Nature Communications (Oct 2024)
A machine learning model reveals expansive downregulation of ligand-receptor interactions that enhance lymphocyte infiltration in melanoma with developed resistance to immune checkpoint blockade
Abstract
Abstract Immune checkpoint blockade (ICB) is a promising cancer therapy; however, resistance frequently develops. To explore ICB resistance mechanisms, we develop Immunotherapy Resistance cell-cell Interaction Scanner (IRIS), a machine learning model aimed at identifying cell-type-specific tumor microenvironment ligand-receptor interactions relevant to ICB resistance. Applying IRIS to deconvolved transcriptomics data of the five largest melanoma ICB cohorts, we identify specific downregulated interactions, termed resistance downregulated interactions (RDI), as tumors develop resistance. These RDIs often involve chemokine signaling and offer a stronger predictive signal for ICB response compared to upregulated interactions or the state-of-the-art published transcriptomics biomarkers.

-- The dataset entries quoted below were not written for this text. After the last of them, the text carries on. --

//! Agents
//!
//! An agent is a named definition plus the run pipeline around it:
//!
//! 1. refresh sources (only with reload-on-change)
//! 2. `additional_data` hook
//! 3. resolve, render and validate ([`config::AgentConfigLoader::get_agent_config`])
//! 4. `process_prompt` hook
//! 5. model call through a [`Generator`], or the simulated response in debug mode
//! 6. parse per the agent's format hint
//! 7. `build_output` hook

use serde::Serialize;

use crate::context::Vars;
use crate::error::{Error, Result};
use crate::resolve::EffectiveModel;
use crate::response::{ParsedResponse, parse_response};
use crate::template::render::RenderedPrompt;
use crate::template::store::AgentDefinition;
use crate::validate::validate;

pub mod config;

use config::{AgentConfig, AgentConfigLoader, RuntimeOverrides};

/// The model-invocation collaborator
pub trait Generator: Send + Sync {
    fn generate(
        &self,
        prompt: &RenderedPrompt,
        model: &EffectiveModel,
    ) -> std::result::Result<String, Box<dyn std::error::Error + Send + Sync>>;
}

/// Returns the rendered user prompt unchanged
#[derive(Debug, Clone, Copy, Default)]
pub struct EchoGenerator;

impl Generator for EchoGenerator {
    fn generate(
        &self,
        prompt: &RenderedPrompt,
        _model: &EffectiveModel,
    ) -> std::result::Result<String, Box<dyn std::error::Error + Send + Sync>> {
        Ok(prompt.user.clone())
    }
}

/// Per-agent customization points. Every method has a pass-through default.
pub trait AgentHooks: Send + Sync {
    /// Extra render variables, between persona and runtime arguments
    fn additional_data(&self, _definition: &AgentDefinition, _args: &Vars) -> Result<Vars> {
        Ok(Vars::new())
    }

    /// Adjust the rendered prompt before the model call; the result is re-validated
    fn process_prompt(&self, prompt: RenderedPrompt, _config: &AgentConfig) -> Result<RenderedPrompt> {
        Ok(prompt)
    }

    fn build_output(&self, output: AgentOutput) -> Result<AgentOutput> {
        Ok(output)
    }
}

/// Hooks that change nothing
#[derive(Debug, Clone, Copy, Default)]
pub struct DefaultHooks;

impl AgentHooks for DefaultHooks {}

/// Result of one run
#[derive(Debug, Clone, Serialize)]
pub struct AgentOutput {
    pub agent: String,
    pub model: String,
    pub prompt: RenderedPrompt,
    pub raw: String,
    pub parsed: ParsedResponse,
    pub simulated: bool,
}

pub struct Agent {
    loader: AgentConfigLoader,
    generator: Box<dyn Generator>,
    hooks: Box<dyn AgentHooks>,
}

impl Agent {
    pub fn new(loader: AgentConfigLoader, generator: Box<dyn Generator>, hooks: Box<dyn AgentHooks>) -> Self {
        Self {
            loader,
            generator,
            hooks,
        }
    }

    pub fn name(&self) -> &str {
        self.loader.name()
    }

    pub fn loader(&self) -> &AgentConfigLoader {
        &self.loader
    }

    /// Steps 1-4 of the pipeline, without calling the model
    pub fn prepare(&mut self, overrides: &RuntimeOverrides) -> Result<AgentConfig> {
        self.loader.refresh()?;
        let additional = self.hooks.additional_data(self.loader.definition(), &overrides.args)?;
        let mut config = self.loader.get_agent_config(overrides, &additional)?;

        let prompt = self.hooks.process_prompt(config.prompt.clone(), &config)?;
        validate(&prompt)?;
        config.prompt = prompt;
        Ok(config)
    }

    pub fn run(&mut self, overrides: &RuntimeOverrides) -> Result<AgentOutput> {
        let config = self.prepare(overrides)?;

        let raw = if config.debug {
            log::info!("Agent '{}' in debug mode, using simulated response", config.agent);
            config.simulated_response.clone()
        } else {
            log::info!("Agent '{}' calling {}", config.agent, config.model.identifier);
            self.generator
                .generate(&config.prompt, &config.model)
                .map_err(|source| Error::Generation { source })?
        };

        let parsed = parse_response(&raw, config.parse_response_as)?;
        self.hooks.build_output(AgentOutput {
            agent: config.agent,
            model: config.model.identifier,
            prompt: config.prompt,
            raw,
            parsed,
            simulated: config.debug,
        })
    }
}

impl std::fmt::Debug for Agent {
    fn fmt(&self, f: &mut std::fmt::Formatter<'_>) -> std::fmt::Result {
        f.debug_struct("Agent").field("name", &self.name()).finish()
    }
}

#[cfg(test)]
mod tests {
    use super::*;
    use crate::settings::SettingsStore;
    use crate::template::store::PromptTemplateStore;
    use serde_yaml::Value;
    use std::fs;
    use std::path::Path;
    use std::sync::Arc;
    use std::sync::atomic::{AtomicUsize, Ordering};
    use tempfile::TempDir;

    fn write(path: &Path, content: &str) {
        fs::create_dir_all(path.parent().unwrap()).unwrap();
        fs::write(path, content).unwrap();
    }

    fn setup(system: &str, agent_yaml: &str) -> TempDir {
        let temp = TempDir::new().unwrap();
        write(&temp.path().join("settings/system.yaml"), system);
        write(
            &temp.path().join("settings/models.yaml"),
            "default_model:\n  api: fake\n  model: m\nlibrary:\n  fake:\n    classes:\n      c:\n        models:\n          m:\n            identifier: fake-1\n",
        );
        write(&temp.path().join("prompts/agent.yaml"), agent_yaml);
        temp
    }

    fn build(temp: &TempDir, generator: Box<dyn Generator>, hooks: Box<dyn AgentHooks>) -> Agent {
        let root = temp.path();
        let settings = Arc::new(SettingsStore::open(root.join("settings")).unwrap());
        let loader = AgentConfigLoader::new(
            "agent",
            settings,
            PromptTemplateStore::new(root.join("prompts")),
            root.join("personas"),
        )
        .unwrap();
        Agent::new(loader, generator, hooks)
    }

    fn args(pairs: &[(&str, &str)]) -> RuntimeOverrides {
        RuntimeOverrides::with_args(pairs.iter().map(|(k, v)| (k.to_string(), Value::from(*v))).collect())
    }

    struct CountingGenerator {
        calls: Arc<AtomicUsize>,
        reply: String,
    }

    impl Generator for CountingGenerator {
        fn generate(
            &self,
            _prompt: &RenderedPrompt,
            _model: &EffectiveModel,
        ) -> std::result::Result<String, Box<dyn std::error::Error + Send + Sync>> {
            self.calls.fetch_add(1, Ordering::SeqCst);
            Ok(self.reply.clone())
        }
    }

    struct TopicHooks;

    impl AgentHooks for TopicHooks {
        fn additional_data(&self, _definition: &AgentDefinition, _args: &Vars) -> Result<Vars> {
            Ok([("topic".to_string(), Value::from("rust"))].into_iter().collect())
        }

        fn build_output(&self, mut output: AgentOutput) -> Result<AgentOutput> {
            output.raw = output.raw.to_uppercase();
            Ok(output)
        }
    }

    #[test]
    fn test_run_with_echo_generator() {
        let temp = setup("{}", "prompts:\n  system: sys\n  user: \"Echo: {text}\"\n");
        let mut agent = build(&temp, Box::new(EchoGenerator), Box::new(DefaultHooks));
        let output = agent.run(&args(&[("text", "hi")])).unwrap();
        assert_eq!(output.raw, "Echo: hi");
        assert_eq!(output.model, "fake-1");
        assert!(!output.simulated);
    }

    #[test]
    fn test_debug_mode_skips_generator() {
        let temp = setup(
            "debug:\n  mode: true\n  simulated_response: \"{\\\"ok\\\": true}\"\n",
            "prompts:\n  system: sys\n  user: u\nparse_response_as: json\n",
        );
        let calls = Arc::new(AtomicUsize::new(0));
        let generator = CountingGenerator {
            calls: Arc::clone(&calls),
            reply: "ignored".to_string(),
        };
        let mut agent = build(&temp, Box::new(generator), Box::new(DefaultHooks));

        let output = agent.run(&RuntimeOverrides::default()).unwrap();
        assert_eq!(calls.load(Ordering::SeqCst), 0);
        assert!(output.simulated);
        assert_eq!(output.parsed, ParsedResponse::Structured(serde_json::json!({"ok": true})));
    }

    #[test]
    fn test_invalid_prompt_never_reaches_generator() {
        let temp = setup("{}", "prompts:\n  system: sys\n  user:\n    s: \"{needed}\"\n");
        let calls = Arc::new(AtomicUsize::new(0));
        let generator = CountingGenerator {
            calls: Arc::clone(&calls),
            reply: "x".to_string(),
        };
        let mut agent = build(&temp, Box::new(generator), Box::new(DefaultHooks));

        assert!(matches!(agent.run(&RuntimeOverrides::default()), Err(Error::Validation { .. })));
        assert_eq!(calls.load(Ordering::SeqCst), 0);
    }

    #[test]
    fn test_hooks_feed_context_and_output() {
        let temp = setup("{}", "prompts:\n  system: sys\n  user: \"About {topic}\"\n");
        let mut agent = build(&temp, Box::new(EchoGenerator), Box::new(TopicHooks));
        assert_eq!(agent.run(&RuntimeOverrides::default()).unwrap().raw, "ABOUT RUST");
        // runtime args still beat hook data
        assert_eq!(agent.run(&args(&[("topic", "go")])).unwrap().raw, "ABOUT GO");
    }

    #[test]
    fn test_generator_failure_is_generation_error() {
        struct Failing;
        impl Generator for Failing {
            fn generate(
                &self,
                _prompt: &RenderedPrompt,
                _model: &EffectiveModel,
            ) -> std::result::Result<String, Box<dyn std::error::Error + Send + Sync>> {
                Err("connection refused".into())
            }
        }

        let temp = setup("{}", "prompts:\n  system: sys\n  user: u\n");
        let mut agent = build(&temp, Box::new(Failing), Box::new(DefaultHooks));
        let err = agent.run(&RuntimeOverrides::default()).unwrap_err();
        assert!(err.to_string().contains("connection refused"));
    }
}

Validation across multiple independent melanoma patient cohorts and modalities confirms that RDI activity is associated with CD8 + T cell infiltration and highly manifested in hot/brisk tumors. This study presents a strongly predictive ICB response biomarker, highlighting the key role of downregulating chemotaxis-associated ligand-receptor interactions in inhibiting lymphocyte infiltration in resistant tumors.